■ WHAT TO PRODUCE: Repeat exactly, and only, the lines of the entries below from the one with "on nodes or edges" through the one with "i64, end: i64", both ends included.

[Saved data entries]
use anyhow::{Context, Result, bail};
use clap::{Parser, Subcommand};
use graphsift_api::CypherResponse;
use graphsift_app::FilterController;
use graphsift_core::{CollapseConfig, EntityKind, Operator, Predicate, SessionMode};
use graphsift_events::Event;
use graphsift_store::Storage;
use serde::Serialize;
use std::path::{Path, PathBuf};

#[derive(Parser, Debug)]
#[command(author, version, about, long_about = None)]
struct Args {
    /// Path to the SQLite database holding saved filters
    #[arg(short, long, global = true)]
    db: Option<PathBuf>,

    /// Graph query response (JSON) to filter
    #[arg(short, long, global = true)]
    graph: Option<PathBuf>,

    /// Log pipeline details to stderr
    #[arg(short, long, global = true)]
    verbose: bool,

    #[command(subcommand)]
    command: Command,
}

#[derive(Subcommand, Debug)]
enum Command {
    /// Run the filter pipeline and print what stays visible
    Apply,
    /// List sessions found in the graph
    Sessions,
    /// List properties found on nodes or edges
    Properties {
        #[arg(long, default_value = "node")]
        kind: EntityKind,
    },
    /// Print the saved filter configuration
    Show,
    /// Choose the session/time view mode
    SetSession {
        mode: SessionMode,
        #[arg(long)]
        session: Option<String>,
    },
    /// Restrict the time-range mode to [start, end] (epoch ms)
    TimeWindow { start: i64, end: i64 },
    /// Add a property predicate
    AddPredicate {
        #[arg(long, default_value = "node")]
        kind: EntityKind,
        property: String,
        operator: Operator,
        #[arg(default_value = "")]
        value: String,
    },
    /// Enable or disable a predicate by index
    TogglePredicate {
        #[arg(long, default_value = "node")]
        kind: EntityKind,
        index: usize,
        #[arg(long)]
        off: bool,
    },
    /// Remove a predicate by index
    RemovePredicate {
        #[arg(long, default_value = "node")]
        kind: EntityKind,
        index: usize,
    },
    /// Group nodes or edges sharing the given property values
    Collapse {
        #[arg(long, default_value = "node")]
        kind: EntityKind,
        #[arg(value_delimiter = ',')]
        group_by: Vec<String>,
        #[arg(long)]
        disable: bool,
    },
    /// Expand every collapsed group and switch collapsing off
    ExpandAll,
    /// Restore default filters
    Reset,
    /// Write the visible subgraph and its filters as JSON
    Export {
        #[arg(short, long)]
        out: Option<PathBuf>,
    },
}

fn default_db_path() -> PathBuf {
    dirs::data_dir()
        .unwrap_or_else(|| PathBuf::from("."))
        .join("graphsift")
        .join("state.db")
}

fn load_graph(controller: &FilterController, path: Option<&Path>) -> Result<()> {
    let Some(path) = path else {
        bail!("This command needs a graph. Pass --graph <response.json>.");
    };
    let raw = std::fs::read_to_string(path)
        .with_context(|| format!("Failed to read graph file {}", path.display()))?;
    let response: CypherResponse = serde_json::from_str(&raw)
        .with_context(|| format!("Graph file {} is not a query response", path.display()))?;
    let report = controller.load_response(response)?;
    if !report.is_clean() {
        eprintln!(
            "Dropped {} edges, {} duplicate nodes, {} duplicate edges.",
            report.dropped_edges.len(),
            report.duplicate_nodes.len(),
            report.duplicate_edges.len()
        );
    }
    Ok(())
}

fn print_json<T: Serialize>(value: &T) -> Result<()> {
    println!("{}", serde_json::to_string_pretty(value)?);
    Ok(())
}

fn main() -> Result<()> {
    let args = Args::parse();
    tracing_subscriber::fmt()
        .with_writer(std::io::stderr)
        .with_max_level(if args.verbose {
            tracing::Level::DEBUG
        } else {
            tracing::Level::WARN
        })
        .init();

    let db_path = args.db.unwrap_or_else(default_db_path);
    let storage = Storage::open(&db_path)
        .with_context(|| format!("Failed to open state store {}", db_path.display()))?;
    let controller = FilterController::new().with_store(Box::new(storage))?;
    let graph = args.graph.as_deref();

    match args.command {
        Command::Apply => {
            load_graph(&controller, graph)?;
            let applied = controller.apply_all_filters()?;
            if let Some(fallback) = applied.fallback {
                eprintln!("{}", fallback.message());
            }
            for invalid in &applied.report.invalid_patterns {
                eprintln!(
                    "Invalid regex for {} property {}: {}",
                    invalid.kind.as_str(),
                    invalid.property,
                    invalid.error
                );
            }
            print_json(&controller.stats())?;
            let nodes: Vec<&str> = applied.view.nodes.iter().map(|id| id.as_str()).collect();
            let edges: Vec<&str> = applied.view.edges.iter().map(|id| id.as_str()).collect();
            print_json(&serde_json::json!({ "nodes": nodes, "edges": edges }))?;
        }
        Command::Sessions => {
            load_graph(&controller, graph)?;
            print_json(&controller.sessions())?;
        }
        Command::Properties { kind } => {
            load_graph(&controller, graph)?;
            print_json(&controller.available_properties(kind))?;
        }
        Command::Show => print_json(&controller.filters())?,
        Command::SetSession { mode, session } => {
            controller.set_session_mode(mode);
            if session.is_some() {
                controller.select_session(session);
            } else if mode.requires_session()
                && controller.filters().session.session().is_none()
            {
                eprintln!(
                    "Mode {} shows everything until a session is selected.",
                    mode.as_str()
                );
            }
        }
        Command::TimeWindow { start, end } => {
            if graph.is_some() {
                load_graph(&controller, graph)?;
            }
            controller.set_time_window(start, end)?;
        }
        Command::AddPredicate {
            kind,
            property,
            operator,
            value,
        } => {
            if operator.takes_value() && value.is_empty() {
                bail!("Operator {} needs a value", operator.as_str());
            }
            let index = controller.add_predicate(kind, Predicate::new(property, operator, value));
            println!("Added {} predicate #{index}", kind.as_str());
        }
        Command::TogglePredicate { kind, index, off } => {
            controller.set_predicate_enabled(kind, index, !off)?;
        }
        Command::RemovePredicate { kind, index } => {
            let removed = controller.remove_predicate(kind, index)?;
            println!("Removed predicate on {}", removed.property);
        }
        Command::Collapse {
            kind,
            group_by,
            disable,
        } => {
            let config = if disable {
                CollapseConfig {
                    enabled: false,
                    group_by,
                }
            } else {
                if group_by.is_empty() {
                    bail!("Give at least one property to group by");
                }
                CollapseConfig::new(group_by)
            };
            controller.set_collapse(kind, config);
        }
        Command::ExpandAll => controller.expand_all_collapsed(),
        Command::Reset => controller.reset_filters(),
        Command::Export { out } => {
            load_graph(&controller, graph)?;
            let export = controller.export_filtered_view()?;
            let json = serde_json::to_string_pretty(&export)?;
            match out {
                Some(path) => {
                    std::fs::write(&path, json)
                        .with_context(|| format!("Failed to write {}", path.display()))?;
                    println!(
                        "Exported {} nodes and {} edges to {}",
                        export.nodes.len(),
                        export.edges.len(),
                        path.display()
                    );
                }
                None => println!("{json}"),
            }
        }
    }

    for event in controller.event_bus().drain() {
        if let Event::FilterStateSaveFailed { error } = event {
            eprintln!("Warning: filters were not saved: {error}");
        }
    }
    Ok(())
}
* * *
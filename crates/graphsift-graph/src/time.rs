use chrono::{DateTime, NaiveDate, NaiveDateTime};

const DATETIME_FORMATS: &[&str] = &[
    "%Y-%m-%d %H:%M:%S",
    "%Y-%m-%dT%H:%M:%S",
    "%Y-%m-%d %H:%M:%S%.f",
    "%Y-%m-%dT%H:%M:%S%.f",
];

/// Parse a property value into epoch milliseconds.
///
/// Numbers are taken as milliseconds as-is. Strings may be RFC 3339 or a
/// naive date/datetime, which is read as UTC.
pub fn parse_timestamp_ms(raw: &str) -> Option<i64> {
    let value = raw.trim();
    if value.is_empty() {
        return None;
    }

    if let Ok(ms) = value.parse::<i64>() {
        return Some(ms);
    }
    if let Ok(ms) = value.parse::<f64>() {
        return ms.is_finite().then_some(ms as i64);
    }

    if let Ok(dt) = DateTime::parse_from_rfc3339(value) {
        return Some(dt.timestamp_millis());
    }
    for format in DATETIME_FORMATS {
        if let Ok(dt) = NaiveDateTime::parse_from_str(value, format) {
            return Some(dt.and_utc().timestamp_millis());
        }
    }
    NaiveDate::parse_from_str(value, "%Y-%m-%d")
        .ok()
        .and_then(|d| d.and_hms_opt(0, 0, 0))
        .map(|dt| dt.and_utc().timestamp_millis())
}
* * *
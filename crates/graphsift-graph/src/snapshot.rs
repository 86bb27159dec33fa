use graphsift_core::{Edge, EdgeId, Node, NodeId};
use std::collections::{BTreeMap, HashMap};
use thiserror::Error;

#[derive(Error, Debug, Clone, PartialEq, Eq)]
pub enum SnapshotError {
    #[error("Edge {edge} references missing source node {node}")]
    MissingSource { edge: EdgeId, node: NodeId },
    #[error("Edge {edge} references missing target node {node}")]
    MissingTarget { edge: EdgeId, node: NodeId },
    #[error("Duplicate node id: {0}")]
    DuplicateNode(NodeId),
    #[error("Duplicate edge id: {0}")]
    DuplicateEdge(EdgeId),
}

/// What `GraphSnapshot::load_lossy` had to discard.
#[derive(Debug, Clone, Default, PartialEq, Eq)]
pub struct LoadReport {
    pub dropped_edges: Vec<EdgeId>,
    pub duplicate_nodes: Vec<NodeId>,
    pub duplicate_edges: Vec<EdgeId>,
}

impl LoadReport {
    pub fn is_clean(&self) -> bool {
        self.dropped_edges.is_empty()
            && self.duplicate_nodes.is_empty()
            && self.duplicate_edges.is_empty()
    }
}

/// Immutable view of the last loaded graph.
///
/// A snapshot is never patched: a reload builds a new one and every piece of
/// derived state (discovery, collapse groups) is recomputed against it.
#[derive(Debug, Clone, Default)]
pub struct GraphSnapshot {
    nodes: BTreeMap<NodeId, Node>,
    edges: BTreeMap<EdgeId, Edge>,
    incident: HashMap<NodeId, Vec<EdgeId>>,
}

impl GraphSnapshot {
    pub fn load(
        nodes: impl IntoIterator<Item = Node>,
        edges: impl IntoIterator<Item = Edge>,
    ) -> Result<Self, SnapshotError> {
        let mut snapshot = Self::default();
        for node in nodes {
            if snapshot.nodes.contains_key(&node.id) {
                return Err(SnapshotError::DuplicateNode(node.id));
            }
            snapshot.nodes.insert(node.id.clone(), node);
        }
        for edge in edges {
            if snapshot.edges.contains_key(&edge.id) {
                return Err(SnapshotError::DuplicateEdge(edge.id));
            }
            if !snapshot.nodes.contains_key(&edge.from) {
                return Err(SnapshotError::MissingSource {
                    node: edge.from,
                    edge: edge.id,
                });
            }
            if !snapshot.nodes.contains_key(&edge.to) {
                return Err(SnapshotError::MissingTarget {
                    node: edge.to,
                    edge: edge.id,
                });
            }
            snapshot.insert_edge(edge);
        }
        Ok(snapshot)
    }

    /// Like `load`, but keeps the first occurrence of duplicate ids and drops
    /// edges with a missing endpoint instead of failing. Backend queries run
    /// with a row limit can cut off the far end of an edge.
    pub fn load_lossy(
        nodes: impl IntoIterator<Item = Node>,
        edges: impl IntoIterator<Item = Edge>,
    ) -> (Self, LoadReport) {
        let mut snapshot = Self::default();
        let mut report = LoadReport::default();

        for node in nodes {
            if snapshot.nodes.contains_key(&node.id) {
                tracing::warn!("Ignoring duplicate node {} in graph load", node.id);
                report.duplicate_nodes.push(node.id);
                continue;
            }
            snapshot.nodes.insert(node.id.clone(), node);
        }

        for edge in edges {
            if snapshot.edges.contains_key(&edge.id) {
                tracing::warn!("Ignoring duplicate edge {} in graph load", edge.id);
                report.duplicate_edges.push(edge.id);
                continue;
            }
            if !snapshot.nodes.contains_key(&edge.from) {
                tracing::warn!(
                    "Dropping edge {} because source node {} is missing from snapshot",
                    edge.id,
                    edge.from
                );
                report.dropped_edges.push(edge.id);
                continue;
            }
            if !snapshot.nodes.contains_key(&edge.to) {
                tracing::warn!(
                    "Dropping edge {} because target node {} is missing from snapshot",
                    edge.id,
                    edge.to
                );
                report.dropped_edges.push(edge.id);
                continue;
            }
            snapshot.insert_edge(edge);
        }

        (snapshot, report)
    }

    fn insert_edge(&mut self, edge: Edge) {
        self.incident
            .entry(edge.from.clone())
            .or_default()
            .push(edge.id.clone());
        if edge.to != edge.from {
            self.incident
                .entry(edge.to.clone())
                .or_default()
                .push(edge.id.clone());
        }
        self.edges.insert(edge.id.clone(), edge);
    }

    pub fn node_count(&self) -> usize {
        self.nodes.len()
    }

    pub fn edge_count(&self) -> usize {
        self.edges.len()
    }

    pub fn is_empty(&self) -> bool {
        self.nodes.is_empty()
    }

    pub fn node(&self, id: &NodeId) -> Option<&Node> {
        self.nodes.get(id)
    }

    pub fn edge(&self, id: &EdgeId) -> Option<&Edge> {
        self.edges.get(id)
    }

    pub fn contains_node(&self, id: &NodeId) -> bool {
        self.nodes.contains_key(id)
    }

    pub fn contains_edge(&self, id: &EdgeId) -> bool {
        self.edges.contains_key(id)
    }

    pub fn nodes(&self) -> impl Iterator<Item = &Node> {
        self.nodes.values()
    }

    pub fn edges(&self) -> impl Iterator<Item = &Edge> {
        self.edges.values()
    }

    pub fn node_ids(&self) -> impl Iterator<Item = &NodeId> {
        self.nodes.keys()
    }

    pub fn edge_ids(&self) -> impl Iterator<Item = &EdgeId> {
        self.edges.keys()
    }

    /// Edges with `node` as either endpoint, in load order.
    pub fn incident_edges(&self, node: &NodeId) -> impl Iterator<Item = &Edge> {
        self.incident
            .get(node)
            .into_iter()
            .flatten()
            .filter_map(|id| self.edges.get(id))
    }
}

■ ANSWER TO THIS PROBLEM:
    /// List properties found on nodes or edges
    Properties {
        #[arg(long, default_value = "node")]
        kind: EntityKind,
    },
    /// Print the saved filter configuration
    Show,
    /// Choose the session/time view mode
    SetSession {
        mode: SessionMode,
        #[arg(long)]
        session: Option<String>,
    },
    /// Restrict the time-range mode to [start, end] (epoch ms)
    TimeWindow { start: i64, end: i64 },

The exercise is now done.